Work to complete. Reproduce the entries from their first line up to and including the line with "does not exist". Leave out everything after it.

Extracted entries.
□ □ □ □ □

use std::fs::{File, OpenOptions};
use std::io;
use std::os::unix::fs::FileExt;
use std::path::Path;

use crate::driver::DeviceDriver;

/// A drive backed by a regular image file of fixed length.
pub struct FileDrive {
    file: File,
    bytes: u64,
    sector_size: usize,
    created: bool,
}

impl FileDrive {
    /// Opens the image at `path`, creating and sizing it when it does not exist
    /// yet (or is empty). An existing image of any other length is rejected.
    pub fn open<P: AsRef<Path>>(path: P, bytes: u64, sector_size: usize) -> io::Result<FileDrive> {
        if sector_size == 0 || bytes % sector_size as u64 != 0 {
            return Err(io::Error::new(
                io::ErrorKind::InvalidInput,
                format!("image size {} is not a multiple of sector size {}", bytes, sector_size),
            ));
        }

        let file = OpenOptions::new().read(true).write(true).create(true).open(path.as_ref())?;
        let length = file.metadata()?.len();
        let created = length == 0;

        if created {
            file.set_len(bytes)?;
        } else if length != bytes {
            return Err(io::Error::new(
                io::ErrorKind::InvalidData,
                format!("{} is {} bytes, expected {}", path.as_ref().display(), length, bytes),
            ));
        }

        Ok(FileDrive { file, bytes, sector_size, created })
    }

    /// Whether `open` had to create the image.
    pub fn is_new(&self) -> bool {
        self.created
    }
}

impl DeviceDriver for FileDrive {
    fn get_sector_count(&self) -> u64 {
        self.bytes / self.sector_size as u64
    }

    fn get_sector_size(&self) -> usize {
        self.sector_size
    }

    fn read_sector(&self, index: u64) -> io::Result<Vec<u8>> {
        if index >= self.get_sector_count() {
            panic!("Sector index out of range - {} of {}", index, self.get_sector_count());
        }
        let mut buffer = vec![0; self.sector_size];
        self.file.read_exact_at(&mut buffer, index * self.sector_size as u64)?;
        Ok(buffer)
    }

    fn write_sector(&mut self, index: u64, data: &[u8]) -> io::Result<()> {
        if data.len() != self.sector_size {
            panic!("Sector size mismatch - expected {}, got {}", self.sector_size, data.len());
        }
        if index >= self.get_sector_count() {
            panic!("Sector index out of range - {} of {}", index, self.get_sector_count());
        }
        self.file.write_all_at(data, index * self.sector_size as u64)
    }

    fn sync(&mut self) -> io::Result<()> {
        self.file.sync_data()
    }
}

#[cfg(test)]
pub(crate) fn scratch_image(name: &str) -> std::path::PathBuf {
    let path = std::env::temp_dir().join(format!("flatfs-{}-{}.img", std::process::id(), name));
    let _ = std::fs::remove_file(&path);
    path
}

□ □ □ □ □

Output of the exercise.
use std::fs::{File, OpenOptions};
use std::io;
use std::os::unix::fs::FileExt;
use std::path::Path;

use crate::driver::DeviceDriver;

/// A drive backed by a regular image file of fixed length.
pub struct FileDrive {
    file: File,
    bytes: u64,
    sector_size: usize,
    created: bool,
}

impl FileDrive {
    /// Opens the image at `path`, creating and sizing it when it does not exist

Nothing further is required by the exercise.